A licensed medical facility in which such care or assistance is rendered is not liable for any civil damages as a result of any act or omission by the person in rendering that care or assistance if that person is not liable for any civil damages pursuant to this subsection and the actions of the medical facility relating to the rendering of that care or assistance do not amount to gross negligence or reckless, willful or wanton conduct.

    4.  Any person licensed under the provisions of chapter 630, 632 or 633 of NRS and any person who holds an equivalent license issued by another state who:

    (a) Is retired or otherwise does not practice on a full-time basis; and

    (b) Gratuitously and in good faith, renders medical care within the scope of his license to an indigent person,

is not liable for any civil damages as a result of any act or omission by him, not amounting to gross negligence or reckless, willful or wanton conduct, in rendering that care.

    5.  Any person licensed to practice medicine under the provisions of chapter 630 or 633 of NRS or licensed to practice dentistry under the provisions of chapter 631 of NRS who renders care or assistance to a patient at a health care facility of a governmental entity or a nonprofit organization is not liable for any civil damages as a result of any act or omission by him in rendering that care or assistance if the care or assistance is rendered gratuitously, in good faith and in a manner not amounting to gross negligence or reckless, willful or wanton conduct.
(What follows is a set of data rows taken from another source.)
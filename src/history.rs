use crate::stroke::StrokeRef;

/// A full copy of the stroke list at one point in time
pub type Snapshot = Vec<StrokeRef>;

/// Linear undo/redo history over whole-canvas snapshots
#[derive(Debug, Default, Clone)]
pub struct History {
    /// Canvas states that undo can return to
    undo_stack: Vec<Snapshot>,
    /// Canvas states that redo can return to
    redo_stack: Vec<Snapshot>,
}

impl History {
    pub fn new() -> Self {
        Self {
            undo_stack: Vec::new(),
            redo_stack: Vec::new(),
        }
    }

    /// Record the state to go back to for a completed action
    pub fn record(&mut self, before: Snapshot) {
        self.undo_stack.push(before);
    }

    /// Invalidate redo history (any new forward action does this)
    pub fn clear_redo(&mut self) {
        self.redo_stack.clear();
    }

    /// Swap `current` with the most recent undo entry.
    /// Returns the state to restore, or `None` if there is nothing to undo.
    pub fn undo(&mut self, current: Snapshot) -> Option<Snapshot> {
        let previous = self.undo_stack.pop()?;
        self.redo_stack.push(current);
        Some(previous)
    }

    /// Inverse of [`History::undo`]
    pub fn redo(&mut self, current: Snapshot) -> Option<Snapshot> {
        let next = self.redo_stack.pop()?;
        self.undo_stack.push(current);
        Some(next)
    }

    pub fn can_undo(&self) -> bool {
        !self.undo_stack.is_empty()
    }

    pub fn can_redo(&self) -> bool {
        !self.redo_stack.is_empty()
    }

    pub fn undo_stack(&self) -> &[Snapshot] {
        &self.undo_stack
    }

    pub fn redo_stack(&self) -> &[Snapshot] {
        &self.redo_stack
    }
}
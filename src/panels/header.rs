use crate::state::DrawingState;
use egui::{Align2, Button, Context, Ui, Vec2};

/// Advisory message shown after pressing Save
#[derive(Debug, Clone, Copy, PartialEq, Eq)]
pub enum Notice {
    NothingToSave,
    Saved,
}

impl Notice {
    pub fn title(self) -> &'static str {
        match self {
            Notice::NothingToSave => "Nothing to Save",
            Notice::Saved => "Drawing Saved",
        }
    }

    pub fn message(self) -> &'static str {
        match self {
            Notice::NothingToSave => "Draw something before saving!",
            Notice::Saved => "Your artwork was saved successfully!",
        }
    }
}

/// Save does not persist anything, it only reports
pub fn save_notice(state: &DrawingState) -> Notice {
    if state.paths().is_empty() {
        Notice::NothingToSave
    } else {
        Notice::Saved
    }
}

#[derive(Debug, Clone, Copy, PartialEq, Eq)]
pub enum ClearRequest {
    /// Canvas already empty, no prompt
    Nothing,
    NeedsConfirmation,
}

pub fn request_clear(state: &DrawingState) -> ClearRequest {
    if state.paths().is_empty() {
        ClearRequest::Nothing
    } else {
        ClearRequest::NeedsConfirmation
    }
}

/// Undo/redo/save/clear bar and the dialogs it opens
#[derive(Debug, Clone)]
pub struct Header {
    confirm_clear: bool,
    notice: Option<(Notice, f64)>,
    notice_seconds: f64,
}

impl Header {
    pub fn new(notice_seconds: f64) -> Self {
        Self {
            confirm_clear: false,
            notice: None,
            notice_seconds,
        }
    }

    /// A dialog or notice is open and the canvas should ignore the pointer
    pub fn is_modal_open(&self) -> bool {
        self.confirm_clear || self.notice.is_some()
    }

    pub fn notice(&self) -> Option<Notice> {
        self.notice.map(|(notice, _)| notice)
    }

    pub fn save(&mut self, state: &DrawingState, now: f64) {
        let notice = save_notice(state);
        log::info!("Save pressed: {}", notice.title());
        self.notice = Some((notice, now + self.notice_seconds));
    }

    pub fn clear(&mut self, state: &DrawingState) {
        if request_clear(state) == ClearRequest::NeedsConfirmation {
            self.confirm_clear = true;
        }
    }

    pub fn confirm_clear(&mut self, state: &mut DrawingState) {
        state.clear_canvas();
        self.confirm_clear = false;
    }

    pub fn cancel_clear(&mut self) {
        self.confirm_clear = false;
    }

    /// Drop the notice once its time is up
    pub fn expire_notice(&mut self, now: f64) {
        if matches!(self.notice, Some((_, until)) if now >= until) {
            self.notice = None;
        }
    }

    pub fn show(&mut self, ui: &mut Ui, state: &mut DrawingState) {
        let now = ui.input(|i| i.time);

        ui.horizontal(|ui| {
            ui.heading("Coloring Board");
            ui.with_layout(egui::Layout::right_to_left(egui::Align::Center), |ui| {
                if ui.button("🗑").on_hover_text("Clear").clicked() {
                    self.clear(state);
                }
                if ui.button("💾").on_hover_text("Save").clicked() {
                    self.save(state, now);
                }
                if ui
                    .add_enabled(state.can_redo(), Button::new("⟳"))
                    .on_hover_text("Redo")
                    .clicked()
                {
                    state.redo();
                }
                if ui
                    .add_enabled(state.can_undo(), Button::new("⟲"))
                    .on_hover_text("Undo")
                    .clicked()
                {
                    state.undo();
                }
            });
        });

        self.show_dialogs(ui.ctx(), state, now);
    }

    fn show_dialogs(&mut self, ctx: &Context, state: &mut DrawingState, now: f64) {
        self.expire_notice(now);
        if let Some((notice, until)) = self.notice {
            let mut open = true;
            egui::Window::new(notice.title())
                .collapsible(false)
                .resizable(false)
                .open(&mut open)
                .anchor(Align2::CENTER_TOP, Vec2::new(0.0, 48.0))
                .show(ctx, |ui| {
                    ui.label(notice.message());
                });
            if !open {
                self.notice = None;
            } else {
                ctx.request_repaint_after(std::time::Duration::from_secs_f64(
                    (until - now).max(0.0),
                ));
            }
        }

        if self.confirm_clear {
            let mut confirmed = false;
            let mut cancelled = false;
            egui::Window::new("Clear Canvas")
                .collapsible(false)
                .resizable(false)
                .anchor(Align2::CENTER_CENTER, Vec2::ZERO)
                .show(ctx, |ui| {
                    ui.label("Are you sure you want to clear the canvas?");
                    ui.horizontal(|ui| {
                        cancelled = ui.button("Cancel").clicked();
                        confirmed = ui.button("Clear").clicked();
                    });
                });
            if confirmed {
                self.confirm_clear(state);
            } else if cancelled {
                self.cancel_clear();
            }
        }
    }
}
    6.  As used in this section:

    (a) “Emergency medical attendant” means a person licensed as an attendant or certified as an emergency medical technician, intermediate emergency medical technician or advanced emergency medical technician pursuant to chapter 450B of NRS.

    (b) “Gratuitously” has the meaning ascribed to it in NRS 41.500.

    (c) “Health care facility” has the meaning ascribed to it in NRS 449.800.”.

    Amend sec. 5, page 3, line 28, after “2” by inserting “or 4”.

    Amend sec. 5, page 3, by deleting lines 36 through 42.

    Amend sec. 5, page 3, line 43, by deleting “(g)” and inserting “(a)”.

    Amend sec. 5, page 3, line 45, by deleting “(h)” and inserting “(b)”.

    Amend sec. 5, page 4, line 1, by deleting “In” and inserting:

Except as otherwise provided in subsection 4, in”.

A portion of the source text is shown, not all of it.